2)室内は「乾燥しすぎ」も「加湿しすぎ」も避ける
暖房の季節は空気が乾きやすいため、加湿はとても大切です。
一方で、加湿しすぎると喘息の天敵でもあるカビなどの問題が出てくるため、
湿度は50%前後を目安に過ごしています。
また、加湿器を清潔に保つことも重要ですね。
ツアーなどで移動が多い時期は、移動中やホテルもかなり乾燥します。
携帯用の加湿器や濡れマスクを持参し、
ホテルも事前に加湿器を借りられるか確認して選ぶようにしています。
鼻うがいとうがい薬の使用は毎日行っています。粘膜を乾燥させずウィルス撃退!!
3)“家の中のトリガー”を減らす
冬は外より室内で過ごす時間が増え、セーターなど衣類も多くなるため、
ホコリ・ダニ・カビ・ペットなどの刺激にも注意が必要です。
換気やフィルター管理、こまめな掃除に加え、
空気清浄などで「吸う空気の質」を整える意識を高めています。
スタジオでのリハーサル時も、楽器の運搬などでホコリが立ちやすいため、
マスクをしたり、なるべく換気をしたりと気をつけています。
4)「アクションプラン」を作って、悪化の芽で止める
喘息は、気合ではどうにもならない日があります。
だからこそ、「悪くなり始めたときに、早めにどう対処するか」を
主治医と相談しながら、事前に決めておくようにしています。
何か症状が出始めた時、なるべく早く対策ができると悪化を防ぐことができます。
それは風邪対策も同様です。風邪は喘息悪化の引き金になるので、私は呼吸器科と耳鼻咽喉科の主治医を決めています。

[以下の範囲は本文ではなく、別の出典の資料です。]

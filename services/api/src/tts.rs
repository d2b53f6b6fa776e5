//! Text-to-Speech
//!
//! Turns prompt text into PCM16 audio. The service only ever speaks eleven
//! distinct strings (nine questions, two closing lines), so synthesized clips
//! are cached and shared by every call.

use crate::audio_utils::OPENAI_SPEECH_PCM16_SAMPLE_RATE;
use anyhow::{Context, Result};
use async_openai::{
    Client,
    config::OpenAIConfig,
    types::{CreateSpeechRequestArgs, SpeechModel, SpeechResponseFormat, Voice},
};
use async_trait::async_trait;
use bytes::Bytes;
use std::collections::HashMap;
use tokio::sync::RwLock;
use tracing::{debug, info};

/// A clip of mono PCM16 little-endian audio.
#[derive(Debug, Clone, PartialEq)]
pub struct SynthesizedAudio {
    pub pcm16: Bytes,
    pub sample_rate: f64,
}

/// Defines the contract for any text-to-speech backend.
#[async_trait]
pub trait Synthesizer: Send + Sync {
    async fn synthesize(&self, text: &str) -> Result<SynthesizedAudio>;
}

/// A `Synthesizer` backed by the OpenAI speech endpoint.
pub struct OpenAISynthesizer {
    client: Client<OpenAIConfig>,
    model: SpeechModel,
    voice: Voice,
}

impl OpenAISynthesizer {
    /// Creates a new synthesizer.
    ///
    /// # Arguments
    ///
    /// * `config` - OpenAI API configuration (API key, base URL, etc.).
    /// * `model` - Speech model identifier (e.g., "tts-1").
    /// * `voice` - Voice name (e.g., "alloy").
    pub fn new(config: OpenAIConfig, model: &str, voice: &str) -> Result<Self> {
        let model = match model {
            "tts-1" => SpeechModel::Tts1,
            "tts-1-hd" => SpeechModel::Tts1Hd,
            other => SpeechModel::Other(other.to_string()),
        };
        let voice: Voice = serde_json::from_value(serde_json::Value::String(voice.to_string()))
            .with_context(|| format!("Unsupported TTS voice '{}'", voice))?;
        Ok(Self {
            client: Client::with_config(config),
            model,
            voice,
        })
    }
}

#[async_trait]
impl Synthesizer for OpenAISynthesizer {
    async fn synthesize(&self, text: &str) -> Result<SynthesizedAudio> {
        let request = CreateSpeechRequestArgs::default()
            .input(text)
            .model(self.model.clone())
            .voice(self.voice.clone())
            .response_format(SpeechResponseFormat::Pcm)
            .build()?;

        let response = self
            .client
            .audio()
            .speech(request)
            .await
            .context("Speech synthesis request failed")?;
        debug!(bytes = response.bytes.len(), "Synthesized prompt");

        Ok(SynthesizedAudio {
            pcm16: response.bytes,
            sample_rate: OPENAI_SPEECH_PCM16_SAMPLE_RATE,
        })
    }
}

/// Wraps a `Synthesizer` and remembers every clip it produced.
pub struct CachingSynthesizer<S> {
    inner: S,
    cache: RwLock<HashMap<String, SynthesizedAudio>>,
}

impl<S: Synthesizer> CachingSynthesizer<S> {
    pub fn new(inner: S) -> Self {
        Self {
            inner,
            cache: RwLock::new(HashMap::new()),
        }
    }

    /// Synthesizes every text up front so the first caller does not wait.
    pub async fn warm<'a>(&self, texts: impl IntoIterator<Item = &'a str>) -> Result<()> {
        let mut count = 0;
        for text in texts {
            self.synthesize(text).await?;
            count += 1;
        }
        info!(count, "Speech cache warmed");
        Ok(())
    }
}

#[async_trait]
impl<S: Synthesizer> Synthesizer for CachingSynthesizer<S> {
    async fn synthesize(&self, text: &str) -> Result<SynthesizedAudio> {
        if let Some(clip) = self.cache.read().await.get(text) {
            return Ok(clip.clone());
        }
        let clip = self.inner.synthesize(text).await?;
        self.cache
            .write()
            .await
            .insert(text.to_string(), clip.clone());
        Ok(clip)
    }
}
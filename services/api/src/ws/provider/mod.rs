//! Manages real-time speech recognition connections for caller audio.

pub mod openai;

use anyhow::Result;
use async_trait::async_trait;
use bytes::Bytes;
use silverline_core::speech::UtteranceEvent;
use tokio::{sync::mpsc, task::JoinHandle};
use tracing::warn;

/// A running recognition stream for one call.
///
/// Dropping the handle stops the background task.
pub struct TranscriptionHandle {
    audio_tx: mpsc::Sender<Bytes>,
    task: JoinHandle<()>,
}

impl TranscriptionHandle {
    pub fn new(audio_tx: mpsc::Sender<Bytes>, task: JoinHandle<()>) -> Self {
        Self { audio_tx, task }
    }

    /// Forwards a chunk of 8 kHz mu-law caller audio.
    pub async fn send_audio(&self, mulaw: Bytes) {
        if let Err(e) = self.audio_tx.send(mulaw).await {
            warn!("Failed to send audio to transcription task: {}", e);
        }
    }
}

impl Drop for TranscriptionHandle {
    fn drop(&mut self) {
        self.task.abort();
    }
}

/// Defines the contract for a streaming speech-to-text backend.
#[async_trait]
pub trait Transcriber: Send + Sync {
    /// Opens a recognition stream. Each finished utterance is delivered on
    /// `events`; the channel closes when the stream ends.
    async fn start(&self, events: mpsc::Sender<UtteranceEvent>) -> Result<TranscriptionHandle>;
}
//! Axum Handlers for the HTTP API
//!
//! This module answers Twilio's voice webhook and reports service health.
//! It uses `utoipa` doc comments to generate OpenAPI documentation.

use axum::{
    extract::{Form, State},
    http::{StatusCode, Uri, header},
    response::{IntoResponse, Json, Response},
};
use silverline_core::questions::QUESTION_COUNT;
use std::sync::Arc;
use tracing::{info, warn};

use crate::{
    models::{ErrorResponse, HealthResponse, VoiceWebhook},
    state::AppState,
};

pub enum ApiError {
    BadRequest(String),
    NotFound(String),
}

impl IntoResponse for ApiError {
    fn into_response(self) -> Response {
        match self {
            ApiError::BadRequest(message) => {
                warn!("Bad request: {}", message);
                (StatusCode::BAD_REQUEST, Json(ErrorResponse { message })).into_response()
            }
            ApiError::NotFound(message) => {
                (StatusCode::NOT_FOUND, Json(ErrorResponse { message })).into_response()
            }
        }
    }
}

/// Answer an incoming call.
///
/// Twilio speaks the greeting, then connects the call audio to the media
/// stream endpoint where the interview runs.
#[utoipa::path(
    post,
    path = "/voice",
    request_body(content = VoiceWebhook, content_type = "application/x-www-form-urlencoded"),
    responses(
        (status = 200, description = "TwiML instructions for the call", content_type = "text/xml", body = String),
        (status = 400, description = "Webhook without a CallSid", body = ErrorResponse)
    )
)]
pub async fn voice(
    State(state): State<Arc<AppState>>,
    Form(payload): Form<VoiceWebhook>,
) -> Result<impl IntoResponse, ApiError> {
    let call_sid = payload
        .call_sid
        .filter(|sid| !sid.is_empty())
        .ok_or_else(|| ApiError::BadRequest("CallSid is required".to_string()))?;
    info!(
        %call_sid,
        status = payload.call_status.as_deref().unwrap_or("unknown"),
        "Incoming call. Connecting media stream."
    );

    let twiml = render_twiml(&state.config.greeting, &state.config.stream_url());
    Ok(([(header::CONTENT_TYPE, "text/xml")], twiml))
}

/// Report service health.
#[utoipa::path(
    get,
    path = "/health",
    responses(
        (status = 200, description = "Service is up", body = HealthResponse)
    )
)]
pub async fn health() -> Json<HealthResponse> {
    Json(HealthResponse {
        status: "ok".to_string(),
        questions: QUESTION_COUNT,
    })
}

pub async fn not_found(uri: Uri) -> ApiError {
    ApiError::NotFound(format!("No route for {}", uri.path()))
}

/// Builds the TwiML that greets the caller and opens a bidirectional stream.
pub fn render_twiml(greeting: &str, stream_url: &str) -> String {
    format!(
        r#"<Response><Say voice="alice" language="en-US">{}</Say><Connect><Stream url="{}"/></Connect></Response>"#,
        escape_xml(greeting),
        escape_xml(stream_url)
    )
}

fn escape_xml(text: &str) -> String {
    let mut escaped = String::with_capacity(text.len());
    for c in text.chars() {
        match c {
            '&' => escaped.push_str("&amp;"),
            '<' => escaped.push_str("&lt;"),
            '>' => escaped.push_str("&gt;"),
            '"' => escaped.push_str("&quot;"),
            '\'' => escaped.push_str("&apos;"),
            _ => escaped.push(c),
        }
    }
    escaped
}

5)運動・リハ・ダンス前は「ウォームアップ」と「冷気対策」
体を動かしたり、リハーサルで息が上がる場面では、
喘息のある人にとって事前の準備がとても大切です。
いきなり動いたり、急な空気の温度変化があると、
発作の引き金になることがあるため、特に注意しています。
歌手として、冬に気をつけたい“やりがち”
ここは、私自身への戒めでもあります。
・「ちょっと苦しいけど、今日だけ」は後から響く
・乾燥した環境での長時間リハは、気管が荒れやすい
・香りの強いもの(スプレーやアロマなど)は、刺激になることがあるため慎重に
そして何より、然るべきタイミングで「休む決断」をすることが大切です。
無理は禁物。
しっかり息を守り、歌声をキープしなければなりません。
私のステージ上には、酸素缶と吸入器を置いてあります。
それは不安のためではなく、万が一に備えるための、私なりの準備です。
気管が整うようにセットリストを組み、
演出の中でうまくブレイクを取り、息を整え、良いタイミングでMCを挟みます。
万が一の事態に備えた別パターンの対策も、スタッフと共有し、
事前にプランBを立てておきます。
自分が悪くなるパターンを知り、日頃から体を整え、
主治医と相談しながら対策を重ねていけば、
気管支喘息があっても、2時間以上のライブで踊って走って歌うことはできます。
私は、決して重度の喘息というわけではありませんが、
検査では平均より気道が狭いと言われています。
それでも、問題なくライブを続けることができています。
もし、喘息を持ちながら歌手を目指している方がいらっしゃれば、
この経験が少しでも参考になれば嬉しいです。